Ensuite, je reviens rapidement sur les programmes et l’intervention de la BM. Un champ large et indéfini qui a commencé en 1964. Hier, cette intervention se faisait dans le cadre du Programme d’ajustement structurel (PAS) et aujourd’hui ce sont les appellations qui ont changé car le contenu du Cadre de partenariat stratégique (CPS) est similaire au PAS. En troisième partie, il est question de la relation financière entre le Maroc et la BM. Cette institution est un important créancier du Maroc.
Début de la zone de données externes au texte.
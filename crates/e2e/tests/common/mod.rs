//! In-process stand-in for the consent management endpoints.

#![allow(dead_code)]

use std::net::SocketAddr;
use std::sync::{Arc, Mutex};

use axum::body::Bytes;
use axum::extract::{Path, State};
use axum::http::{HeaderMap, StatusCode};
use axum::routing::{delete, get, post};
use axum::{Json, Router};
use serde_json::{json, Value};

#[derive(Default)]
pub struct ConsentStore {
    pub records: Mutex<Vec<Value>>,
    /// `X-Ticket` header of every import, in order
    pub tickets: Mutex<Vec<String>>,
}

pub type Store = Arc<ConsentStore>;

async fn list(State(store): State<Store>, Path(principal): Path<String>) -> Json<Value> {
    let records = store.records.lock().unwrap();
    let mine: Vec<Value> = records
        .iter()
        .filter(|r| r["principal"] == principal.as_str())
        .cloned()
        .collect();
    Json(Value::Array(mine))
}

async fn import(State(store): State<Store>, headers: HeaderMap, Json(record): Json<Value>) -> StatusCode {
    if let Some(ticket) = headers.get("x-ticket").and_then(|v| v.to_str().ok()) {
        store.tickets.lock().unwrap().push(ticket.to_string());
    }
    store.records.lock().unwrap().push(record);
    StatusCode::CREATED
}

async fn export(State(store): State<Store>) -> Vec<u8> {
    // Large enough to arrive in several chunks
    let records = store.records.lock().unwrap();
    let mut body = Vec::new();
    for _ in 0..2048 {
        body.extend_from_slice(serde_json::to_string(&*records).unwrap().as_bytes());
    }
    body
}

async fn delete_one(
    State(store): State<Store>,
    Path((principal, id)): Path<(String, u64)>,
) -> StatusCode {
    let mut records = store.records.lock().unwrap();
    let before = records.len();
    records.retain(|r| !(r["principal"] == principal.as_str() && r["id"] == id));
    if records.len() < before {
        StatusCode::OK
    } else {
        StatusCode::NOT_FOUND
    }
}

async fn delete_all(State(store): State<Store>, Path(principal): Path<String>) -> StatusCode {
    store
        .records
        .lock()
        .unwrap()
        .retain(|r| r["principal"] != principal.as_str());
    StatusCode::OK
}

/// Accepts only an empty body; answers with the refreshed keys.
async fn refresh(body: Bytes) -> (StatusCode, Json<Value>) {
    if body.is_empty() {
        (StatusCode::OK, Json(json!([])))
    } else {
        (StatusCode::BAD_REQUEST, Json(json!({ "error": "unexpected body" })))
    }
}

pub async fn spawn_mock() -> (SocketAddr, Store) {
    let store: Store = Arc::default();
    let app = Router::new()
        .route("/cas/actuator/refresh", post(refresh))
        .route("/cas/actuator/attributeConsent/import", post(import))
        .route("/cas/actuator/attributeConsent/export", get(export))
        .route(
            "/cas/actuator/attributeConsent/:principal",
            get(list).delete(delete_all),
        )
        .route(
            "/cas/actuator/attributeConsent/:principal/:id",
            delete(delete_one),
        )
        .with_state(store.clone());

    let listener = tokio::net::TcpListener::bind("127.0.0.1:0").await.unwrap();
    let addr = listener.local_addr().unwrap();
    tokio::spawn(async move {
        axum::serve(listener, app).await.unwrap();
    });
    (addr, store)
}

pub fn record(id: u64) -> String {
    json!({
        "id": id,
        "principal": "casuser",
        "service": "https://example.org",
        "reminder": 14,
        "reminderTimeUnit": "DAYS"
    })
    .to_string()
}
En quatrième partie, je donne un aperçu sur le procès intenté par trois chercheurs marocains à cette institution.
- I. La centralité de la Banque mondiale au Maroc
Lors de l’élaboration du bilan du Cinquantenaire de l’indépendance du Maroc[2], commandé par le Palais, Najib Akesbi, économiste marocain, a du répondre à la question suivante : « Quelles sont les institutions qui ont compté dans l’élaboration de la politique économique marocaine ? Akesbi : « En premier lieu, la monarchie et en deuxième lieu : la Banque mondiale ».
Cette réponse dit tout. D’un côté, il y a l’acteur politique et de l’autre, l’ingénieur de développement que représente la Banque, doublée d’un bailleur de fond, d’où elle tire sa puissance. Pour illustrer cette relation entre ces deux institutions, je vais donner trois exemples qui résument symboliquement ce rapport entre l’absolutisme monarchique et la BM.
Premier exemple : Le siège de la BM à Rabat se trouve dans le même quartier où se situe le siège du tout puissant et discret holding de la famille royale ; Siger[3], les résidences des princesses marocaines et la résidence du chef du gouvernement. Cette zone est interdite aux passants et encore plus au sit-in. Cet exemple, certes anecdotique, résume symboliquement la proximité entre les deux acteurs cités au départ.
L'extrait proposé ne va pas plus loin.